#[derive(Debug, Clone, PartialEq, Eq, Error)]
pub enum RenderError {
    #[error("no field with id '{0}' in this form")]
    UnknownField(FieldId),
    #[error("field '{0}' is not a multiselect field")]
    NotMultiselect(FieldId),
    #[error("'{option}' is not an option of field '{field_id}'")]
    UnknownOption { field_id: FieldId, option: String },
}

/// Per-control lifecycle: `Invalid` is only reachable through a validation pass.
#[derive(Debug, Clone, Copy, PartialEq, Eq, Serialize)]
#[serde(rename_all = "snake_case")]
pub enum ControlStatus {
    Pristine,
    Touched,
    Valid,
    Invalid,
}

impl ControlStatus {
    pub fn as_str(&self) -> &'static str {
        match self {
            ControlStatus::Pristine => "pristine",
            ControlStatus::Touched => "touched",
            ControlStatus::Valid => "valid",
            ControlStatus::Invalid => "invalid",
        }
    }
}

#[derive(Debug, Clone, Copy, PartialEq, Eq, Serialize)]
#[serde(rename_all = "snake_case")]
pub enum ChoiceStyle {
    Dropdown,
    Radio,
}

/// Input widget chosen for a field type.
#[derive(Debug, Clone, PartialEq, Serialize)]
#[serde(tag = "control", rename_all = "snake_case")]
pub enum ControlKind {
    /// Single-line input; `input_type` is the HTML input type.
    Input { input_type: &'static str },
    TextArea,
    Numeric {
        min: Option<f64>,
        max: Option<f64>,
        step: Option<f64>,
        slider: bool,
    },
    SingleChoice {
        options: Vec<String>,
        style: ChoiceStyle,
    },
    /// Selected values are shown as removable chips, in selection order.
    MultiChoice {
        options: Vec<String>,
        chips: Vec<String>,
    },
    Toggle { checked: bool },
    FilePicker { selected: Option<String> },
}

impl ControlKind {
    pub fn label(&self) -> &'static str {
        match self {
            ControlKind::Input { .. } => "input",
            ControlKind::TextArea => "text_area",
            ControlKind::Numeric { .. } => "numeric",
            ControlKind::SingleChoice { .. } => "single_choice",
            ControlKind::MultiChoice { .. } => "multi_choice",
            ControlKind::Toggle { .. } => "toggle",
            ControlKind::FilePicker { .. } => "file_picker",
        }
    }
}

/// One rendered control for a visible field.
#[derive(Debug, Clone, PartialEq, Serialize)]
pub struct Control {
    pub field_id: FieldId,
    pub label: String,
    pub placeholder: Option<String>,
    pub required: bool,
    pub kind: ControlKind,
    pub value: Option<FieldValue>,
    pub status: ControlStatus,
    pub error: Option<String>,
}

impl Control {
    /// Whether the control's border should be flagged.
    pub fn is_flagged(&self) -> bool {
        self.error.is_some()
    }
}

/// Control for a field, or `None` when the type is not recognized.
pub fn control_kind(field: &FieldDefinition, value: Option<&FieldValue>) -> Option<ControlKind> {
    let kind = match field.kind {
        FieldType::Text => ControlKind::Input { input_type: "text" },
        FieldType::Url => ControlKind::Input { input_type: "url" },
        FieldType::Date => ControlKind::Input { input_type: "date" },
        FieldType::Email => ControlKind::Input { input_type: "email" },
        FieldType::Tel => ControlKind::Input { input_type: "tel" },
        FieldType::Time => ControlKind::Input { input_type: "time" },
        FieldType::Datetime => ControlKind::Input {
            input_type: "datetime-local",
        },
        FieldType::Color => ControlKind::Input { input_type: "color" },
        FieldType::Textarea => ControlKind::TextArea,
        FieldType::Number | FieldType::Range => ControlKind::Numeric {
            min: field.min,
            max: field.max,
            step: field.step,
            slider: field.kind == FieldType::Range,
        },
        FieldType::Select => ControlKind::SingleChoice {
            options: field.options.clone(),
            style: ChoiceStyle::Dropdown,
        },
        FieldType::Radio => ControlKind::SingleChoice {
            options: field.options.clone(),
            style: ChoiceStyle::Radio,
        },
        FieldType::Multiselect => ControlKind::MultiChoice {
            options: field.options.clone(),
            chips: value
                .and_then(FieldValue::as_list)
                .map(<[String]>::to_vec)
                .unwrap_or_default(),
        },
        FieldType::Checkbox => ControlKind::Toggle {
            checked: value.and_then(FieldValue::as_bool).unwrap_or(false),
        },
        FieldType::File => ControlKind::FilePicker {
            selected: match value {
                Some(FieldValue::File(handle)) => Some(handle.name.clone()),
                _ => None,
            },
        },
        FieldType::Unknown => return None,
    };
    Some(kind)
}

◇ ◇ ◇ ◇ ◇

TASK: Show each line of the material above where "ChoiceStyle" occurs.

RESPONSE TO THE TASK:
pub enum ChoiceStyle {
        style: ChoiceStyle,
            style: ChoiceStyle::Dropdown,
            style: ChoiceStyle::Radio,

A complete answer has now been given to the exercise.